Task statement:
Each record must appear in your answer exactly as it does below.

Provided material:

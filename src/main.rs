use anyhow::{Context, Result};
use chunkflow::cli::{Cli, Commands, ConfigAction};
use chunkflow::config::Config;
use chunkflow::pipeline::Pipeline;
use chunkflow::server::{self, AppState};
use chunkflow::storage::{AppendLog, IndexedStore};
use clap::Parser;
use std::sync::Arc;
use tokio::net::TcpListener;

#[tokio::main]
async fn main() -> Result<()> {
    let cli = Cli::parse();
    chunkflow::logging::init(cli.quiet, cli.verbose);

    match &cli.command {
        None | Some(Commands::Serve) => {
            let config = load_config(&cli)?;
            run_server(config).await?;
        }
        Some(Commands::Config { action }) => {
            handle_config_command(action, &cli)?;
        }
    }

    Ok(())
}

/// Resolves the effective configuration: file, then environment, then flags.
///
/// An explicit `--config` must exist; the default location may be absent.
fn load_config(cli: &Cli) -> Result<Config> {
    let config = match (&cli.config, Config::default_path()) {
        (Some(path), _) => Config::load_required(path)?,
        (None, Some(default_path)) => Config::load_or_default(&default_path)?,
        (None, None) => Config::default(),
    };

    let config = cli.apply_overrides(config.with_env_overrides());
    config.validate()?;
    Ok(config)
}

fn handle_config_command(action: &ConfigAction, cli: &Cli) -> Result<()> {
    match action {
        ConfigAction::Show => {
            let config = load_config(cli)?;
            print!("{}", config.to_toml()?);
        }
        ConfigAction::Path => match cli.config_path() {
            Some(path) => println!("{}", path.display()),
            None => anyhow::bail!("Could not determine config directory"),
        },
    }
    Ok(())
}

async fn run_server(config: Config) -> Result<()> {
    let log = AppendLog::open(&config.storage.log_path).with_context(|| {
        format!(
            "Failed to open append log at {}",
            config.storage.log_path.display()
        )
    })?;
    tracing::info!(path = %log.path().display(), "append log opened");

    let store = Arc::new(IndexedStore::new());
    let pipeline = Arc::new(Pipeline::new(
        config.pipeline_config(),
        store,
        Arc::new(log),
    ));
    pipeline.start()?;

    let listener = TcpListener::bind(&config.server.listen)
        .await
        .with_context(|| format!("Failed to bind {}", config.server.listen))?;
    tracing::info!(
        addr = %listener.local_addr()?,
        version = %chunkflow::version_string(),
        "listening"
    );

    let app = server::router(
        AppState::new(pipeline.clone(), config.server.max_body_bytes),
        config.server.request_timeout(),
    );
    let served = server::serve(
        listener,
        app,
        shutdown_signal(),
        config.server.shutdown_grace(),
    )
    .await;

    // Joining worker threads blocks, keep it off the runtime threads
    let stopper = pipeline.clone();
    tokio::task::spawn_blocking(move || stopper.stop())
        .await
        .context("Pipeline shutdown task failed")?;

    served.context("Server error")?;
    Ok(())
}

/// Resolves on SIGINT or SIGTERM.
async fn shutdown_signal() {
    #[cfg(unix)]
    {
        use tokio::signal::unix::{SignalKind, signal};
        match signal(SignalKind::terminate()) {
            Ok(mut sigterm) => {
                tokio::select! {
                    _ = tokio::signal::ctrl_c() => {
                        tracing::info!("received SIGINT, shutting down");
                    }
                    _ = sigterm.recv() => {
                        tracing::info!("received SIGTERM, shutting down");
                    }
                }
                return;
            }
            Err(e) => {
                tracing::warn!(error = %e, "failed to register SIGTERM handler");
            }
        }
    }

    if let Err(e) = tokio::signal::ctrl_c().await {
        tracing::error!(error = %e, "failed to listen for SIGINT");
        std::future::pending::<()>().await;
    }
    tracing::info!("received SIGINT, shutting down");
}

Your response:
filename src/main.rs
use anyhow::{Context, Result};
use chunkflow::cli::{Cli, Commands, ConfigAction};
use chunkflow::config::Config;
use chunkflow::pipeline::Pipeline;
use chunkflow::server::{self, AppState};
use chunkflow::storage::{AppendLog, IndexedStore};
use clap::Parser;
use std::sync::Arc;
use tokio::net::TcpListener;

#[tokio::main]
async fn main() -> Result<()> {
    let cli = Cli::parse();
    chunkflow::logging::init(cli.quiet, cli.verbose);

    match &cli.command {
        None | Some(Commands::Serve) => {
            let config = load_config(&cli)?;
            run_server(config).await?;
        }
        Some(Commands::Config { action }) => {
            handle_config_command(action, &cli)?;
        }
    }

    Ok(())
}

/// Resolves the effective configuration: file, then environment, then flags.
///
/// An explicit `--config` must exist; the default location may be absent.
fn load_config(cli: &Cli) -> Result<Config> {
    let config = match (&cli.config, Config::default_path()) {
        (Some(path), _) => Config::load_required(path)?,
        (None, Some(default_path)) => Config::load_or_default(&default_path)?,
        (None, None) => Config::default(),
    };

    let config = cli.apply_overrides(config.with_env_overrides());
    config.validate()?;
    Ok(config)
}

fn handle_config_command(action: &ConfigAction, cli: &Cli) -> Result<()> {
    match action {
        ConfigAction::Show => {
            let config = load_config(cli)?;
            print!("{}", config.to_toml()?);
        }
        ConfigAction::Path => match cli.config_path() {
            Some(path) => println!("{}", path.display()),
            None => anyhow::bail!("Could not determine config directory"),
        },
    }
    Ok(())
}

async fn run_server(config: Config) -> Result<()> {
    let log = AppendLog::open(&config.storage.log_path).with_context(|| {
        format!(
            "Failed to open append log at {}",
            config.storage.log_path.display()
        )
    })?;
    tracing::info!(path = %log.path().display(), "append log opened");

    let store = Arc::new(IndexedStore::new());
    let pipeline = Arc::new(Pipeline::new(
        config.pipeline_config(),
        store,
        Arc::new(log),
    ));
    pipeline.start()?;

    let listener = TcpListener::bind(&config.server.listen)
        .await
        .with_context(|| format!("Failed to bind {}", config.server.listen))?;
    tracing::info!(
        addr = %listener.local_addr()?,
        version = %chunkflow::version_string(),
        "listening"
    );

    let app = server::router(
        AppState::new(pipeline.clone(), config.server.max_body_bytes),
        config.server.request_timeout(),
    );
    let served = server::serve(
        listener,
        app,
        shutdown_signal(),
        config.server.shutdown_grace(),
    )
    .await;

    // Joining worker threads blocks, keep it off the runtime threads
    let stopper = pipeline.clone();
    tokio::task::spawn_blocking(move || stopper.stop())
        .await
        .context("Pipeline shutdown task failed")?;

    served.context("Server error")?;
    Ok(())
}

/// Resolves on SIGINT or SIGTERM.
async fn shutdown_signal() {
    #[cfg(unix)]
    {
        use tokio::signal::unix::{SignalKind, signal};
        match signal(SignalKind::terminate()) {
            Ok(mut sigterm) => {
                tokio::select! {
                    _ = tokio::signal::ctrl_c() => {
                        tracing::info!("received SIGINT, shutting down");
                    }
                    _ = sigterm.recv() => {
                        tracing::info!("received SIGTERM, shutting down");
                    }
                }
                return;
            }
            Err(e) => {
                tracing::warn!(error = %e, "failed to register SIGTERM handler");
            }
        }
    }

    if let Err(e) = tokio::signal::ctrl_c().await {
        tracing::error!(error = %e, "failed to listen for SIGINT");
        std::future::pending::<()>().await;
    }
    tracing::info!("received SIGINT, shutting down");
}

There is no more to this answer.